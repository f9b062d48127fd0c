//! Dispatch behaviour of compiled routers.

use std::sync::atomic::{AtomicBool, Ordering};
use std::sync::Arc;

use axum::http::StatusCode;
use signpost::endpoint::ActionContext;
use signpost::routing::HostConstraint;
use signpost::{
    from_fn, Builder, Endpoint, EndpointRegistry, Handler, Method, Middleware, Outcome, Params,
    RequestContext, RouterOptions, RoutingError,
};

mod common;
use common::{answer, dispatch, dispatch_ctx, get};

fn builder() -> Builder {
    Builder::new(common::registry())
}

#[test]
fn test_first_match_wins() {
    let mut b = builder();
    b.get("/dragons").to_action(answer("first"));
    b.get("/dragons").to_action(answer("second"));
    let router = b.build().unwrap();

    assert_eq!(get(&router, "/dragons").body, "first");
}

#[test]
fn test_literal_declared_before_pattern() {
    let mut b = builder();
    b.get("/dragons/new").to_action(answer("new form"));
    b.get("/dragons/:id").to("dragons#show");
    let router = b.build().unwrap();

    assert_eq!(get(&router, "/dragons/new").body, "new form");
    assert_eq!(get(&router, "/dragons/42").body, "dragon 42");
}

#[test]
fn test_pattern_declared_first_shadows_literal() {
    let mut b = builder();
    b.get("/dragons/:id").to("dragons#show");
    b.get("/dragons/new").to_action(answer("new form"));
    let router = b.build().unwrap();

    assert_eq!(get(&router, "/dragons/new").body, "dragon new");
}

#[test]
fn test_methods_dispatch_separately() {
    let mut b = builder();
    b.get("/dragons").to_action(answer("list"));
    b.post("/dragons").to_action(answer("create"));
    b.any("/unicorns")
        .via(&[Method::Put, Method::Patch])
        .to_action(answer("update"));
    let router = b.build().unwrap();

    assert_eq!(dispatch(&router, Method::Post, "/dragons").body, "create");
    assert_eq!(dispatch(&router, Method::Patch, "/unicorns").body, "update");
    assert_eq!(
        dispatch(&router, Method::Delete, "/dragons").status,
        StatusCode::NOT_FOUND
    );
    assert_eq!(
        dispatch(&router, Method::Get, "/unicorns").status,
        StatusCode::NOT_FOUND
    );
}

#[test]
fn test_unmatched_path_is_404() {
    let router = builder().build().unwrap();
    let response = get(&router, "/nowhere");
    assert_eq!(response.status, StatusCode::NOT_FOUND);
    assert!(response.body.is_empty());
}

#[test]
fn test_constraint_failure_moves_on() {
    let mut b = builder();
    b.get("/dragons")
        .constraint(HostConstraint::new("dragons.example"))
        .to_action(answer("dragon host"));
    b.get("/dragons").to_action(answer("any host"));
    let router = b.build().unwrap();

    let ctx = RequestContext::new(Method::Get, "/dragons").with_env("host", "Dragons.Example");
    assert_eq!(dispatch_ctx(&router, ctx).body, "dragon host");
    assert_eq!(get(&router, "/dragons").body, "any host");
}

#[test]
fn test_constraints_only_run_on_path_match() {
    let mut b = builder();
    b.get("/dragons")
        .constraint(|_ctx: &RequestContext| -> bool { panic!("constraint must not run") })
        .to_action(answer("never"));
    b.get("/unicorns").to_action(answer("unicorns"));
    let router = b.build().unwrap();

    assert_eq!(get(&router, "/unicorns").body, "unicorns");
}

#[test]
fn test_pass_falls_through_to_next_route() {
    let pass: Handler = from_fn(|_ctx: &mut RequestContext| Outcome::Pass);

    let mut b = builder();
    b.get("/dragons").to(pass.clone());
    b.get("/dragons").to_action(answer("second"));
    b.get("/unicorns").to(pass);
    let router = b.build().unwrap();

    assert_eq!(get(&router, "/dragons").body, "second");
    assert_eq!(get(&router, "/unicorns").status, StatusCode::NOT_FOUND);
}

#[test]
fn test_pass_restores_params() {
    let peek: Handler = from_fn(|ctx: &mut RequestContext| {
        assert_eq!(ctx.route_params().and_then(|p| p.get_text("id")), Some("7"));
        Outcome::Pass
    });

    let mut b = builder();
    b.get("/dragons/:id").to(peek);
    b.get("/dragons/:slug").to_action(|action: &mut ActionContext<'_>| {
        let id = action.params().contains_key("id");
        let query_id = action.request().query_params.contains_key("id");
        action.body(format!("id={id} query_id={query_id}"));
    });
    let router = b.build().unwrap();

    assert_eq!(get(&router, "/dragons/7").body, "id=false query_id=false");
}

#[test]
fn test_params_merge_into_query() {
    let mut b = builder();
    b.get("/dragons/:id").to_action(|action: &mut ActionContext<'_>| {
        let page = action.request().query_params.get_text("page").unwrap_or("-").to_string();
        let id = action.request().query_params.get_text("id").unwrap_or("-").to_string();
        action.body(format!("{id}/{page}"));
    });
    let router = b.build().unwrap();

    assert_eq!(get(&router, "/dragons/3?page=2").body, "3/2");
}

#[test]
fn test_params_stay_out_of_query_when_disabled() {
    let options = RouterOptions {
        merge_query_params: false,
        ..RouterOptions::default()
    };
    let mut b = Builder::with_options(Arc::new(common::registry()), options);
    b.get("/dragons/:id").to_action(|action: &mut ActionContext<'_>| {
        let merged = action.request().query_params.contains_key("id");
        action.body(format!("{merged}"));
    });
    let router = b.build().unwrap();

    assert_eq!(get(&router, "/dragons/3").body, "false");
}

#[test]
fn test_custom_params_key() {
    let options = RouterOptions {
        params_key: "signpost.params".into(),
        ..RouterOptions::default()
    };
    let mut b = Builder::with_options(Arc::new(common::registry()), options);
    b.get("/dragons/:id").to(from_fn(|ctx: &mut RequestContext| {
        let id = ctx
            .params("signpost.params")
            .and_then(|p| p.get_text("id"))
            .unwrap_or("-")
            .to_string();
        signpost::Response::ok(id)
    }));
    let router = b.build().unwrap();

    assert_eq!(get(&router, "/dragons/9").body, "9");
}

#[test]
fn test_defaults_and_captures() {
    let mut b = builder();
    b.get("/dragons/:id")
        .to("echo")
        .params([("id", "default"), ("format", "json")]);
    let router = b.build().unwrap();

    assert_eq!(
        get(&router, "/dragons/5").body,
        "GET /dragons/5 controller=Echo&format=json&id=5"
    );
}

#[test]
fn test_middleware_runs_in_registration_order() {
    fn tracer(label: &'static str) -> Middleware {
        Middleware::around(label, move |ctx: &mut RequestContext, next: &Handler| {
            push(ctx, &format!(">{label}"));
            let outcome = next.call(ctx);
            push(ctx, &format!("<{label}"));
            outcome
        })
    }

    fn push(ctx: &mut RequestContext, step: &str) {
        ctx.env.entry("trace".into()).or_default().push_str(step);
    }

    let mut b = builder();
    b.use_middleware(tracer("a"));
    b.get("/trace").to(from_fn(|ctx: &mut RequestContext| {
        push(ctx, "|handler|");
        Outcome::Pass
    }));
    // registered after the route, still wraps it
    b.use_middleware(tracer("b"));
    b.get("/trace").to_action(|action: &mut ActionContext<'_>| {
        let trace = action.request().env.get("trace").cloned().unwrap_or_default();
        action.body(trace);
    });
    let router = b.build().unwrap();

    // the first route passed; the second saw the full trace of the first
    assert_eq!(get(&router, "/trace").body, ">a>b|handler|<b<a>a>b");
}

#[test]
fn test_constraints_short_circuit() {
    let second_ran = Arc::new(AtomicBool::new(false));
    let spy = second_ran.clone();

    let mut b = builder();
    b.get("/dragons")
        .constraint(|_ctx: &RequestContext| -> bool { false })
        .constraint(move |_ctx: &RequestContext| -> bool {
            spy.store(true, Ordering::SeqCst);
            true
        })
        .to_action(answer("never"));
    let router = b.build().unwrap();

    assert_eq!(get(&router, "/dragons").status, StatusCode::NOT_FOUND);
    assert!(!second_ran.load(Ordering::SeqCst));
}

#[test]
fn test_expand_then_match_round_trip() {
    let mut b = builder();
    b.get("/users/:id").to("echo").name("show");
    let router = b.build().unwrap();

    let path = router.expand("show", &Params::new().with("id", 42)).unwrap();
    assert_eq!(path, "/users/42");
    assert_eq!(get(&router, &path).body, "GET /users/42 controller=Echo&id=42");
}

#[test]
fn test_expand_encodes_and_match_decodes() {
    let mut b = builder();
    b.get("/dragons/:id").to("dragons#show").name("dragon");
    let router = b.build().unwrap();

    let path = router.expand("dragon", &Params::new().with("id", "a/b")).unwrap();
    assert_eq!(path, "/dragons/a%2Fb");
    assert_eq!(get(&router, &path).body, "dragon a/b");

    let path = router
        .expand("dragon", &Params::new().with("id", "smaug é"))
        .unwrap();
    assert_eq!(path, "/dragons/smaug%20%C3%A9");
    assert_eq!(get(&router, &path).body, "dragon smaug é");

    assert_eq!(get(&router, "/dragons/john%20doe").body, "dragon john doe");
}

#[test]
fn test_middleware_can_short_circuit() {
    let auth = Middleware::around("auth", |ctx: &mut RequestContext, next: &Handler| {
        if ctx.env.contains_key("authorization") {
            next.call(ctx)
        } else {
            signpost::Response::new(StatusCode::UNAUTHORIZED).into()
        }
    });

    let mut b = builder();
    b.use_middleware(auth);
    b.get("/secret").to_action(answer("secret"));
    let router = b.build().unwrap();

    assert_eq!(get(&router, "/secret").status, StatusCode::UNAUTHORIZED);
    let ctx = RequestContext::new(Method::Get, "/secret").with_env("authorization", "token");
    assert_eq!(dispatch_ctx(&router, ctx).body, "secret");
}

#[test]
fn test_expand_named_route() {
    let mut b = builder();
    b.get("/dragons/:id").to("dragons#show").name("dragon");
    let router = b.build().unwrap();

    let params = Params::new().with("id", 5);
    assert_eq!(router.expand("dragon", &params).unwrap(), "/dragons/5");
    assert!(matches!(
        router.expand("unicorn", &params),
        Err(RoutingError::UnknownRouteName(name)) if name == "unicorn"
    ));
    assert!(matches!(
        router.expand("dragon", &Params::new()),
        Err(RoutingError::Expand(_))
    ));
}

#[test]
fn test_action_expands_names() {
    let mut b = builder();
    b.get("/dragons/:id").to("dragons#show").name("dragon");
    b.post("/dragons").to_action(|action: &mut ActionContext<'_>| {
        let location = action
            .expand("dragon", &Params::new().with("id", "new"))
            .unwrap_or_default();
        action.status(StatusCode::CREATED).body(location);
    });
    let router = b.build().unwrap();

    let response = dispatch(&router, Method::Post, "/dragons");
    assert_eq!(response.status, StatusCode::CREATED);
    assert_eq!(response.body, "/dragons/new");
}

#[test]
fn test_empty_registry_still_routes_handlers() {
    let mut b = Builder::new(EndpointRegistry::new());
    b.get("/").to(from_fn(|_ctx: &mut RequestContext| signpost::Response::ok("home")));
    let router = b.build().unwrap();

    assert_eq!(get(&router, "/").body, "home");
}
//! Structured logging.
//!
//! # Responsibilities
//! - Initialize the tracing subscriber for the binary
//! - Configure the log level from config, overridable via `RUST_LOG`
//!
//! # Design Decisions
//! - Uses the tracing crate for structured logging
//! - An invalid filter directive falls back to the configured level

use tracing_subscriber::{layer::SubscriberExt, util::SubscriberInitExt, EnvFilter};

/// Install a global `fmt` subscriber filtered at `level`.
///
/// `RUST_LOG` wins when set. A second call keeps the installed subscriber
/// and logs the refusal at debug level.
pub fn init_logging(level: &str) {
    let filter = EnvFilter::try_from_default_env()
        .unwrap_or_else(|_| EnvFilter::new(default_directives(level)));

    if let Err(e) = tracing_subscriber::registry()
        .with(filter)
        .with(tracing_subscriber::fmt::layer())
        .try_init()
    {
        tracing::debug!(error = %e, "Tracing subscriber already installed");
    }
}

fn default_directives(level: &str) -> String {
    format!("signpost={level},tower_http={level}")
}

————

Each line in the records that carries "signpost" must be copied out.

use signpost::endpoint::ActionContext;
use signpost::routing::HostConstraint;
use signpost::{
        params_key: "signpost.params".into(),
            .params("signpost.params")
        signpost::Response::ok(id)
            signpost::Response::new(StatusCode::UNAUTHORIZED).into()
    b.get("/").to(from_fn(|_ctx: &mut RequestContext| signpost::Response::ok("home")));
    format!("signpost={level},tower_http={level}")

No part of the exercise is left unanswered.